62.17 Virtual Reality Simulation for Residents: A Trainee Experience in Damage Control Endovascular Skills

W. Teeter1, M. L. Brenner1,2, M. R. Hoehn2, D. S. Stein1, T. Scalea1 1University Of Maryland,Division Of Trauma And Critical Care,Baltimore, MD, USA 2University Of Maryland,Division Of Vascular Surgery,Baltimore, MD, USA

BACKGROUND: The use of catheter-based techniques is increasing in the field of trauma. Virtual reality simulation (VRS) is a well-established means of endovascular skills training, and other simulation skills are now mandatory for board-eligibility in general surgery. Training for emerging endovascular damage control skills in trauma, including resuscitative endovascular balloon occlusion of the aorta (REBOA), may be obtained by residents through VRS.

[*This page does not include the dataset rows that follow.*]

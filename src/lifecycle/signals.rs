//! OS signal handling.
//!
//! # Responsibilities
//! - Wait for SIGINT (Ctrl-C) and, on unix, SIGTERM
//! - Translate either into a graceful shutdown
//!
//! # Design Decisions
//! - Uses Tokio's signal handling (async-safe)

use crate::lifecycle::Shutdown;

/// Resolve once the process is asked to stop.
pub async fn wait_for_signal() -> std::io::Result<&'static str> {
    #[cfg(unix)]
    {
        use tokio::signal::unix::{signal, SignalKind};
        let mut terminate = signal(SignalKind::terminate())?;
        tokio::select! {
            result = tokio::signal::ctrl_c() => result.map(|()| "SIGINT"),
            _ = terminate.recv() => Ok("SIGTERM"),
        }
    }
    #[cfg(not(unix))]
    {
        tokio::signal::ctrl_c().await.map(|()| "ctrl-c")
    }
}

/// Trigger `shutdown` when a stop signal arrives.
pub fn spawn_signal_handler(shutdown: Shutdown) {
    tokio::spawn(async move {
        match wait_for_signal().await {
            Ok(name) => tracing::info!(signal = name, "Shutdown signal received"),
            Err(e) => tracing::error!(error = %e, "Failed to listen for shutdown signals"),
        }
        shutdown.trigger();
    });
}
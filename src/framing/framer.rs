//! Two-phase message framing.
//!
//! # Data Flow
//! ```text
//! socket
//!     → 1 byte under the first-byte timeout      (EmptyInitialRead on nothing)
//!     → reader::read_until(delimiter, window)    (remainder, maybe partial)
//!     → probe literal?                           → Frame::Probe
//!     → wrap in <multiEvent>, strip prologs, parse → Frame::Document
//! ```

use std::io;
use std::sync::LazyLock;
use std::time::Duration;

use regex::Regex;

use crate::config::ReceiveConfig;
use crate::framing::document::{Document, DocumentError};
use crate::framing::probe::ProbeDetector;
use crate::framing::FrameError;
use crate::net::reader::{self, ReadWindow, TimedRead};

/// Synthetic root wrapped around the received bytes.
pub const ROOT_ELEMENT: &str = "multiEvent";

static PROLOG: LazyLock<Regex> =
    LazyLock::new(|| Regex::new(r"(?s)<\?xml(?:\s.*?)?\?>").expect("invalid prolog pattern"));

/// What a successfully framed message turned out to be.
#[derive(Debug)]
pub enum Frame {
    /// The peer sent the liveness probe literal.
    Probe,
    /// The peer sent XML; the document has a synthetic `multiEvent` root.
    Document(Document),
}

/// Reads and classifies one message from a connection.
#[derive(Debug, Clone)]
pub struct Framer {
    first_byte_timeout: Duration,
    window: ReadWindow,
    buffer_size: usize,
    probe: ProbeDetector,
    delimiter: Vec<u8>,
}

impl Framer {
    pub fn new(config: &ReceiveConfig) -> Self {
        Self {
            first_byte_timeout: config.first_byte_timeout(),
            window: ReadWindow::new(config.post_probe_timeout(), config.receive_deadline()),
            buffer_size: config.read_buffer_size,
            probe: ProbeDetector::new(config.probe_literal.as_bytes()),
            delimiter: config.delimiter.as_bytes().to_vec(),
        }
    }

    /// Frame the next message on `stream`.
    ///
    /// Whatever was consumed stays consumed on failure; calling again
    /// continues from the current stream position.
    pub fn frame<S: TimedRead + ?Sized>(&self, stream: &mut S) -> Result<Frame, FrameError> {
        let first = self.read_first_byte(stream)?;
        let rest = reader::read_until(stream, &self.delimiter, self.window, self.buffer_size);

        if self.probe.matches(first, &rest) {
            return Ok(Frame::Probe);
        }

        let saw_delimiter = reader::contains(&rest, &self.delimiter);

        let mut bytes = Vec::with_capacity(rest.len() + 1);
        bytes.push(first);
        bytes.extend_from_slice(&rest);
        let received = bytes.len();

        let parsed = String::from_utf8(bytes)
            .map_err(DocumentError::from)
            .and_then(|text| Document::parse(&wrap(&text)));

        match parsed {
            Ok(document) => Ok(Frame::Document(document)),
            Err(reason) if !saw_delimiter => Err(FrameError::FramingTimeout { received, reason }),
            Err(reason) => Err(FrameError::MalformedDocument(reason)),
        }
    }

    fn read_first_byte<S: TimedRead + ?Sized>(&self, stream: &mut S) -> Result<u8, FrameError> {
        stream.set_read_timeout(Some(self.first_byte_timeout))?;
        let mut byte = [0u8; 1];
        loop {
            match stream.read(&mut byte) {
                Ok(0) => return Err(FrameError::EmptyInitialRead),
                Ok(_) => return Ok(byte[0]),
                Err(e) if e.kind() == io::ErrorKind::Interrupted => continue,
                Err(e) if matches!(e.kind(), io::ErrorKind::WouldBlock | io::ErrorKind::TimedOut) => {
                    return Err(FrameError::EmptyInitialRead);
                }
                Err(e) => return Err(FrameError::Io(e)),
            }
        }
    }
}

/// Wrap `text` in the synthetic root and remove every XML declaration.
pub fn wrap(text: &str) -> String {
    let wrapped = format!("<{ROOT_ELEMENT}>{text}</{ROOT_ELEMENT}>");
    PROLOG.replace_all(&wrapped, "").into_owned()
}
//! Configuration loading from disk.

use std::fs;
use std::path::Path;

use crate::config::schema::IntakeConfig;
use crate::config::validation::{validate_config, ValidationError};

/// Error type for configuration loading.
#[derive(Debug, thiserror::Error)]
pub enum ConfigError {
    #[error("IO error: {0}")]
    Io(#[from] std::io::Error),
    #[error("Parse error: {0}")]
    Parse(#[from] toml::de::Error),
    #[error("Validation failed: {}", join(.0))]
    Validation(Vec<ValidationError>),
}

fn join(errors: &[ValidationError]) -> String {
    errors
        .iter()
        .map(ToString::to_string)
        .collect::<Vec<_>>()
        .join(", ")
}

/// Load and validate configuration from a TOML file.
pub fn load_config(path: &Path) -> Result<IntakeConfig, ConfigError> {
    let content = fs::read_to_string(path)?;
    parse_config(&content)
}

/// Parse and validate configuration from TOML text.
pub fn parse_config(content: &str) -> Result<IntakeConfig, ConfigError> {
    let config: IntakeConfig = toml::from_str(content)?;
    validate_config(&config).map_err(ConfigError::Validation)?;
    Ok(config)
}
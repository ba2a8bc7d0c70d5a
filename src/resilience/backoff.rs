//! Exponential backoff with jitter.

use std::time::Duration;
use rand::Rng;

/// Delay before the next accept after `failures` consecutive accept errors.
///
/// Zero failures means no delay. The delay doubles per failure from `base_ms`
/// up to `max_ms`, plus up to 10% jitter.
pub fn calculate_backoff(failures: u32, base_ms: u64, max_ms: u64) -> Duration {
    if failures == 0 {
        return Duration::ZERO;
    }

    let exponential_base = 2u64.saturating_pow(failures - 1);
    let capped_delay = base_ms.saturating_mul(exponential_base).min(max_ms);

    let jitter_range = capped_delay / 10;
    let jitter = if jitter_range > 0 {
        rand::thread_rng().gen_range(0..jitter_range)
    } else {
        0
    };

    Duration::from_millis(capped_delay + jitter)
}
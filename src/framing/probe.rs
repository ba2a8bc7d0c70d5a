//! Liveness probe detection.

/// Matches the fixed string a health check sends instead of an event.
#[derive(Debug, Clone, PartialEq, Eq)]
pub struct ProbeDetector {
    literal: Vec<u8>,
}

impl ProbeDetector {
    pub fn new(literal: impl Into<Vec<u8>>) -> Self {
        Self {
            literal: literal.into(),
        }
    }

    /// True when `first` followed by `rest` is exactly the probe literal.
    pub fn matches(&self, first: u8, rest: &[u8]) -> bool {
        match self.literal.split_first() {
            Some((head, tail)) => *head == first && tail == rest,
            None => false,
        }
    }
}

#[cfg(test)]
mod tests {
    use super::*;

    #[test]
    fn exact_match() {
        let probe = ProbeDetector::new("TEST");
        assert!(probe.matches(b'T', b"EST"));
    }

    #[test]
    fn prefix_or_suffix_is_not_a_probe() {
        let probe = ProbeDetector::new("TEST");
        assert!(!probe.matches(b'T', b"ES"));
        assert!(!probe.matches(b'T', b"EST\n"));
        assert!(!probe.matches(b't', b"EST"));
    }

    #[test]
    fn single_byte_literal() {
        let probe = ProbeDetector::new("!");
        assert!(probe.matches(b'!', b""));
        assert!(!probe.matches(b'!', b"!"));
    }

    #[test]
    fn empty_literal_never_matches() {
        let probe = ProbeDetector::new(Vec::new());
        assert!(!probe.matches(b'T', b""));
    }
}
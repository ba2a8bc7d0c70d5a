//! Shutdown coordination for the intake service.

use std::sync::atomic::{AtomicBool, Ordering};
use std::sync::Arc;

use tokio::sync::broadcast;

/// Coordinator for graceful shutdown.
///
/// Async tasks subscribe to a broadcast channel; blocking accept threads poll
/// the shared flag between accepts.
#[derive(Debug, Clone)]
pub struct Shutdown {
    /// Broadcast channel sender.
    tx: broadcast::Sender<()>,
    /// Set once `trigger` has been called.
    triggered: Arc<AtomicBool>,
}

impl Shutdown {
    /// Create a new shutdown coordinator.
    pub fn new() -> Self {
        let (tx, _) = broadcast::channel(1);
        Self {
            tx,
            triggered: Arc::new(AtomicBool::new(false)),
        }
    }

    /// Subscribe to the shutdown signal.
    pub fn subscribe(&self) -> broadcast::Receiver<()> {
        self.tx.subscribe()
    }

    /// Trigger the shutdown signal.
    pub fn trigger(&self) {
        self.triggered.store(true, Ordering::SeqCst);
        let _ = self.tx.send(());
    }

    /// Whether shutdown has been triggered.
    pub fn is_triggered(&self) -> bool {
        self.triggered.load(Ordering::SeqCst)
    }
}

impl Default for Shutdown {
    fn default() -> Self {
        Self::new()
    }
}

Methods: Fifteen trainees in either an ACGME-approved General Surgery or Surgical Critical Care Fellowship at one institution received didactic and instructional sessions on REBOA. The subjects performed the procedure 6 times. Subjects were excluded if they had taken a similar endovascular training course, had post-graduate training in endovascular surgery, or had performed the procedure in the clinical setting. Performance metrics were measured on a Likert scale, and included procedural time; accurate placement of guide wire, sheath, and balloon; correct sequence of steps; economy of motion; and safe use of endovascular tools. A pre- and post-course test and questionnaire were completed by each subject.

Results: Fifteen subjects, with a mean PGY level of 4.9 years (SD±0.95) participated in the study. Significant improvements in knowledge (p < 0.0001, CI 95%), as assessed by a standardized exam, were observed at the completion of the course. Procedural task times significantly improved from a mean of 207 seconds (SD ± 19.9) to 107 seconds (SD ± 20.6)[(p < 0.0001, CI 95%] (Fig 1). No correlation was observed with endovascular experience in residency, number of endoluminal catheters placed per week, or other parameters. All trainees strongly agreed that the course was beneficial, and the majority would recommend this training to other trainees.

Conclusion: Damage control endovascular skills can be effectively acquired using VRS. Significant improvements in procedural time and knowledge can be achieved regardless of previous endovascular experience or area of training. Novice interventionalists such as surgical trainees can add a specific skill set (REBOA) to their existing core competencies. Use of this procedure in the clinical setting will determine if VRS for REBOA training confers validation metrics such as transfer of skills.